Thai ambassador Thani Thongphakdi, who chaired the Open-Ended Working Group on Nuclear Disarmament, hailed a "strong signal" but said many countries would have preferred consensus among voting members.
The panel voted 68 to 22, with 13 abstentions, on Friday on a broad-ranging text that among other things recommends that the General Assembly take up efforts toward launching multilateral negotiations on nuclear disarmament at its next meeting.
Nuclear-armed powers including Russia, China and the United States have rejected the process. Japan, which is sensitive about nuclear issues after experiencing two atomic bomb strikes in World War II, abstained from the vote.
Toshio Sano, Japan's ambassador to the U.N.'s Conference on Disarmament, praised "many positive elements" in the text, such as calling for education about nuclear disarmament, but said envoys didn't devote enough time toward trying to reach consensus.
"We are deeply concerned that the adoption by voting will further divide the international disarmament community and undermine the momentum of nuclear disarmament for the international community as a whole," he told the body after the vote.
Alyn Ware, who coordinates the advocacy group Parliamentarians for Nuclear Non-Proliferation and Disarmament, said the working group was split in two camps: A "hard- line" faction favoring a treaty that calls for the abolition for nuclear weapons right now, and another preferring "incremental measures."

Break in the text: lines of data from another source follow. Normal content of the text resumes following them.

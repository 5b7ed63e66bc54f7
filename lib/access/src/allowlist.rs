//! Email allowlist.
//!
//! The allowlist is loaded once at startup from a newline-delimited file
//! and injected into the access policy; it is never mutated afterwards.
//! Emails are compared ASCII-case-insensitively.

use std::collections::HashSet;
use std::fmt;
use std::path::{Path, PathBuf};

/// Errors from loading the allowlist file.
#[derive(Debug)]
pub enum AllowlistError {
    /// The file could not be read.
    Read { path: PathBuf, details: String },
}

impl fmt::Display for AllowlistError {
    fn fmt(&self, f: &mut fmt::Formatter<'_>) -> fmt::Result {
        match self {
            Self::Read { path, details } => {
                write!(f, "failed to read allowlist {}: {details}", path.display())
            }
        }
    }
}

impl std::error::Error for AllowlistError {}

/// Set of emails permitted past protected paths.
#[derive(Debug, Clone, Default, PartialEq, Eq)]
pub struct EmailAllowlist {
    emails: HashSet<String>,
}

impl EmailAllowlist {
    /// Creates an allowlist from the given emails.
    pub fn new<I, S>(emails: I) -> Self
    where
        I: IntoIterator<Item = S>,
        S: AsRef<str>,
    {
        Self {
            emails: emails
                .into_iter()
                .map(|e| normalize(e.as_ref()))
                .filter(|e| !e.is_empty())
                .collect(),
        }
    }

    /// Parses newline-delimited text, skipping blank lines and `#` comments.
    #[must_use]
    pub fn parse(contents: &str) -> Self {
        Self::new(
            contents
                .lines()
                .map(str::trim)
                .filter(|line| !line.starts_with('#')),
        )
    }

    /// Loads the allowlist from a file.
    ///
    /// # Errors
    ///
    /// Returns [`AllowlistError::Read`] if the file cannot be read.
    pub fn load(path: &Path) -> login_gate_core::Result<Self, AllowlistError> {
        let contents = std::fs::read_to_string(path).map_err(|e| AllowlistError::Read {
            path: path.to_path_buf(),
            details: e.to_string(),
        })?;
        Ok(Self::parse(&contents))
    }

    /// Loads the allowlist, falling back to an empty one on failure.
    ///
    /// An empty allowlist rejects every email, so a missing file locks
    /// everyone out of protected paths rather than stopping startup.
    #[must_use]
    pub fn load_or_empty(path: &Path) -> Self {
        match Self::load(path) {
            Ok(allowlist) => {
                tracing::info!(
                    path = %path.display(),
                    emails = allowlist.len(),
                    "Loaded email allowlist"
                );
                allowlist
            }
            Err(report) => {
                tracing::error!(
                    error = %report,
                    "Unable to load email allowlist; every email check will fail"
                );
                Self::default()
            }
        }
    }

    /// Returns true if `email` is on the allowlist.
    #[must_use]
    pub fn contains(&self, email: &str) -> bool {
        self.emails.contains(&normalize(email))
    }

    #[must_use]
    pub fn len(&self) -> usize {
        self.emails.len()
    }

    #[must_use]
    pub fn is_empty(&self) -> bool {
        self.emails.is_empty()
    }
}

fn normalize(email: &str) -> String {
    email.trim().to_ascii_lowercase()
}

#[cfg(test)]
mod tests {
    use super::*;
    use std::io::Write;

    #[test]
    fn parse_skips_blank_lines_and_comments() {
        let allowlist = EmailAllowlist::parse("a@example.com\n\n# admins\nb@example.com\r\n");
        assert_eq!(allowlist.len(), 2);
        assert!(allowlist.contains("a@example.com"));
        assert!(allowlist.contains("b@example.com"));
        assert!(!allowlist.contains(""));
    }

    #[test]
    fn contains_ignores_ascii_case() {
        let allowlist = EmailAllowlist::new(["Alice@Example.com"]);
        assert!(allowlist.contains("alice@example.com"));
        assert!(allowlist.contains(" ALICE@EXAMPLE.COM "));
        assert!(!allowlist.contains("x@evil.com"));
    }

    #[test]
    fn load_reads_file() {
        let mut file = tempfile::NamedTempFile::new().expect("temp file");
        writeln!(file, "a@example.com").expect("write");
        writeln!(file, "b@example.com").expect("write");

        let allowlist = EmailAllowlist::load(file.path()).expect("load");
        assert!(allowlist.contains("a@example.com"));
        assert!(allowlist.contains("b@example.com"));
    }

    #[test]
    fn load_missing_file_is_an_error() {
        let dir = tempfile::tempdir().expect("temp dir");
        let result = EmailAllowlist::load(&dir.path().join("emails.txt"));
        assert!(result.is_err());
    }

    #[test]
    fn load_or_empty_locks_everyone_out_on_failure() {
        let dir = tempfile::tempdir().expect("temp dir");
        let allowlist = EmailAllowlist::load_or_empty(&dir.path().join("emails.txt"));
        assert!(allowlist.is_empty());
        assert!(!allowlist.contains("a@example.com"));
    }
}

Ware called the vote a "good thing," but said the countries that support a treaty will now face a tough task of convincing nuclear-armed nations to join the process.
"If you just have a treaty adopted by non-nuclear states, the nuclear weapons states and allies could ignore it," he said, calling for pressure on nuclear-armed powers to adopt "no first use" policies, move toward banning use, cut their arsenals and "give up the idea that you have security by threatening to blow up others."
In the United States, the Obama administration has been considering instituting a "no first use" policy before he leaves office, but has faced criticism in Congress and beyond and isn't expected to move quickly to institute it.
Josh Lederman contributed from Washington.